Other entities represented in this entry:
DO: 0080864;
| Location | Phenotype |
Phenotype MIM number |
Inheritance |
Phenotype mapping key |
Gene/Locus |
Gene/Locus MIM number |
|---|---|---|---|---|---|---|
| 9q33.3 | Adrenocortical insufficiency | 612964 | Autosomal dominant | 3 | NR5A1 | 184757 |
| 9q33.3 | Premature ovarian failure 7 | 612964 | Autosomal dominant | 3 | NR5A1 | 184757 |
A number sign (#) is used with this entry because of evidence that premature ovarian failure-7 (POF7) is caused by heterozygous mutation in the NR5A1 gene (184757) on chromosome 9q33. Additionally, adrenal insufficiency without evidence of ovarian insufficiency can be caused by homozygous mutation in the NR5A1 gene.
For a general phenotypic description and a discussion of genetic heterogeneity of premature ovarian failure, see POF1 (311360).
Premature Ovarian Failure 7
Lourenco et al. (2009) studied 4 families with a history of 46,XY disorders of sex development (DSD) and 46,XX ovarian insufficiency and 25 subjects with 46,XX sporadic ovarian insufficiency. They identified 6 patients with primary ovarian insufficiency; 4 of the patients were first-degree relatives of a proband with 46,XY DSD. The subjects showed variation in expressivity and penetrance of the phenotype. There was no evidence of adrenal dysfunction in any subject.

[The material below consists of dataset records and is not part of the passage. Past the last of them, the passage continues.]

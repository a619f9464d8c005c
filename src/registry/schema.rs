//! Serde model of a registry document, before compilation.

use indexmap::IndexMap;
use serde::Deserialize;
use tracing::{debug, warn};
use xxhash_rust::xxh3::xxh3_64;

#[derive(Debug, Deserialize, Default, Clone, PartialEq, Eq)]
#[serde(deny_unknown_fields)]
pub struct RegistryDocument {
    #[serde(default)]
    pub meta: RegistryMeta,
    #[serde(default)]
    pub namespaces: IndexMap<String, String>,
    #[serde(default)]
    pub elements: IndexMap<String, NameDef>,
    #[serde(default)]
    pub attributes: IndexMap<String, NameDef>,
    #[serde(default)]
    pub identifiers: IndexMap<String, IdentifierDef>,
    #[serde(default)]
    pub values: IndexMap<String, String>,
    #[serde(default)]
    pub paths: IndexMap<String, String>,
    #[serde(default)]
    pub fragments: IndexMap<String, FragmentNodeDef>,
    #[serde(default)]
    pub parts: IndexMap<String, PartDef>,
}

#[derive(Debug, Deserialize, Default, Clone, PartialEq, Eq)]
pub struct RegistryMeta {
    #[serde(default)]
    pub name: String,
    #[serde(default)]
    pub description: Option<String>,
    #[serde(default)]
    pub version: Option<String>,
}

/// Element or attribute name: either `"prefix:local"` / `"local"`, or a
/// table `{ name = "local", ns = "prefix" }`.
#[derive(Debug, Deserialize, Clone, PartialEq, Eq)]
#[serde(untagged)]
pub enum NameDef {
    Short(String),
    Full {
        name: String,
        #[serde(default)]
        ns: Option<String>,
    },
}

impl NameDef {
    /// `(namespace prefix, local name)`
    pub fn parts(&self) -> (Option<&str>, &str) {
        match self {
            NameDef::Short(text) => match text.split_once(':') {
                Some((prefix, local)) => (Some(prefix), local),
                None => (None, text.as_str()),
            },
            NameDef::Full { name, ns } => (ns.as_deref(), name.as_str()),
        }
    }
}

/// An identifier namespace (shape ids, relationship ids, ...).
#[derive(Debug, Deserialize, Clone, PartialEq, Eq)]
#[serde(deny_unknown_fields)]
pub struct IdentifierDef {
    /// Attribute symbols whose values hold identifiers of this namespace.
    pub attributes: Vec<String>,
    #[serde(default)]
    pub prefix: String,
    #[serde(default)]
    pub max: Option<u64>,
}

#[derive(Debug, Deserialize, Clone, PartialEq, Eq)]
#[serde(deny_unknown_fields)]
pub struct FragmentNodeDef {
    pub element: String,
    #[serde(default)]
    pub attrs: IndexMap<String, String>,
    #[serde(default)]
    pub text: Option<String>,
    #[serde(default)]
    pub children: Vec<FragmentNodeDef>,
}

#[derive(Debug, Deserialize, Clone, PartialEq, Eq)]
#[serde(deny_unknown_fields)]
pub struct PartDef {
    /// Part name inside the package, e.g. `/customXml/item1.xml`.
    pub name: String,
    pub content_type: String,
    #[serde(default)]
    pub relationship: Option<RelationshipDef>,
}

#[derive(Debug, Deserialize, Clone, PartialEq, Eq)]
#[serde(deny_unknown_fields)]
pub struct RelationshipDef {
    pub source: String,
    #[serde(rename = "type")]
    pub rel_type: String,
}

impl RegistryDocument {
    /// Merge `overlay` on top of `self`; later keys win. Overriding a path
    /// with a different selector is logged at `warn`.
    pub fn layer(mut self, overlay: RegistryDocument) -> Self {
        if !overlay.meta.name.is_empty() {
            self.meta.name = overlay.meta.name;
        }
        if overlay.meta.description.is_some() {
            self.meta.description = overlay.meta.description;
        }
        if overlay.meta.version.is_some() {
            self.meta.version = overlay.meta.version;
        }

        for (key, source) in overlay.paths {
            if let Some(previous) = self.paths.get(&key) {
                if previous.split_whitespace().ne(source.split_whitespace()) {
                    warn!(
                        path = %key,
                        base = %previous,
                        overlay = %source,
                        "registry layer overrides path with a different selector"
                    );
                }
            }
            self.paths.insert(key, source);
        }

        let mut overridden = 0usize;
        overridden += merge(&mut self.namespaces, overlay.namespaces);
        overridden += merge(&mut self.elements, overlay.elements);
        overridden += merge(&mut self.attributes, overlay.attributes);
        overridden += merge(&mut self.identifiers, overlay.identifiers);
        overridden += merge(&mut self.values, overlay.values);
        overridden += merge(&mut self.fragments, overlay.fragments);
        overridden += merge(&mut self.parts, overlay.parts);
        debug!(overridden, "merged registry layer");
        self
    }

    /// Content hash used as the registry's cache identity.
    pub fn fingerprint(&self) -> u64 {
        xxh3_64(format!("{self:?}").as_bytes())
    }
}

fn merge<V>(base: &mut IndexMap<String, V>, overlay: IndexMap<String, V>) -> usize {
    let mut overridden = 0;
    for (key, value) in overlay {
        if base.insert(key, value).is_some() {
            overridden += 1;
        }
    }
    overridden
}

#[cfg(test)]
mod tests {
    use super::*;

    fn doc(input: &str) -> RegistryDocument {
        toml_edit::de::from_str(input).unwrap()
    }

    #[test]
    fn name_def_forms() {
        let doc = doc(r#"
[elements]
sld = "p:sld"
plain = "plain"
full = { name = "id", ns = "r" }
"#);
        assert_eq!(doc.elements["sld"].parts(), (Some("p"), "sld"));
        assert_eq!(doc.elements["plain"].parts(), (None, "plain"));
        assert_eq!(doc.elements["full"].parts(), (Some("r"), "id"));
    }

    #[test]
    fn layer_is_last_key_wins() {
        let base = doc(r#"
[namespaces]
a = "urn:a"
[paths]
accent = "/theme/@val"
keep = "/theme"
"#);
        let overlay = doc(r#"
[meta]
name = "org"
[paths]
accent = "/theme/clrScheme/@val"
"#);
        let merged = base.clone().layer(overlay);
        assert_eq!(merged.meta.name, "org");
        assert_eq!(merged.paths["accent"], "/theme/clrScheme/@val");
        assert_eq!(merged.paths["keep"], "/theme");
        assert_eq!(merged.namespaces["a"], "urn:a");
        assert_ne!(merged.fingerprint(), base.fingerprint());
    }

    #[test]
    fn unknown_top_level_keys_are_rejected() {
        let result: Result<RegistryDocument, _> = toml_edit::de::from_str("[selectors]\n");
        assert!(result.is_err());
    }
}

NR5A1-Related Adrenal Insufficiency
Biason-Lauber and Schoenle (2000) described a phenotypically normal girl who presented at age 14 months with adrenal insufficiency. The clinical picture of severe 'slackness,' muscular hypotonia, and typical laboratory findings of decreased sodium, increased potassium, and elevated ACTH made the diagnosis of adrenocortical insufficiency. With appropriate treatment, the patient's clinical signs normalized, and growth and psychomotor development were normal thereafter. Normal female chromosomal pattern (46,XX) and normal luteinizing hormone (LH; see 152780) and follicle-stimulating hormone (FSH; see 136530) serum levels were found. Ultrasonography failed to reveal the adrenals but showed a normal infantile uterus and infantile ovaries of normal size and structure. Magnetic resonance imaging (MRI) confirmed the presence of normal ovaries.
In a discussion of NR5A1 mutations in 46,XX subjects, Domenice et al. (2016) remarked that a follow-up description of the patient of Biason-Lauber and Schoenle (2000) addressing ovarian function at postpubertal age was lacking.
Guran et al. (2016) described a 2-week-old girl with primary adrenal insufficiency who presented with hyperpigmentation, salt-wasting crisis, prolonged jaundice, hypoglycemia, and vomiting. Glucocorticoid and mineralocorticoid deficiencies were noted. MRI revealed hypoplastic right adrenal gland. The karyotype was 46,XX and no DSD was present. The family was reported as nonconsanguineous, and the mode of inheritance sporadic.
Premature Ovarian Failure 7
Lourenco et al. (2009) identified missense, frameshift, and in-frame mutations in the NR5A1 gene in patients with anomalies of ovarian development and function. Four of the mutations were familial (184757.0011-184757.0014); in each of these families, the same mutation was identified in a relative with a 46,XY disorder of sex development (SRXY3; 612965). Two other mutations (184757.0015-184757.0016) were identified in 2 of 25 patients with isolated premature ovarian failure. In all of those affected, there was no evidence of adrenal dysfunction.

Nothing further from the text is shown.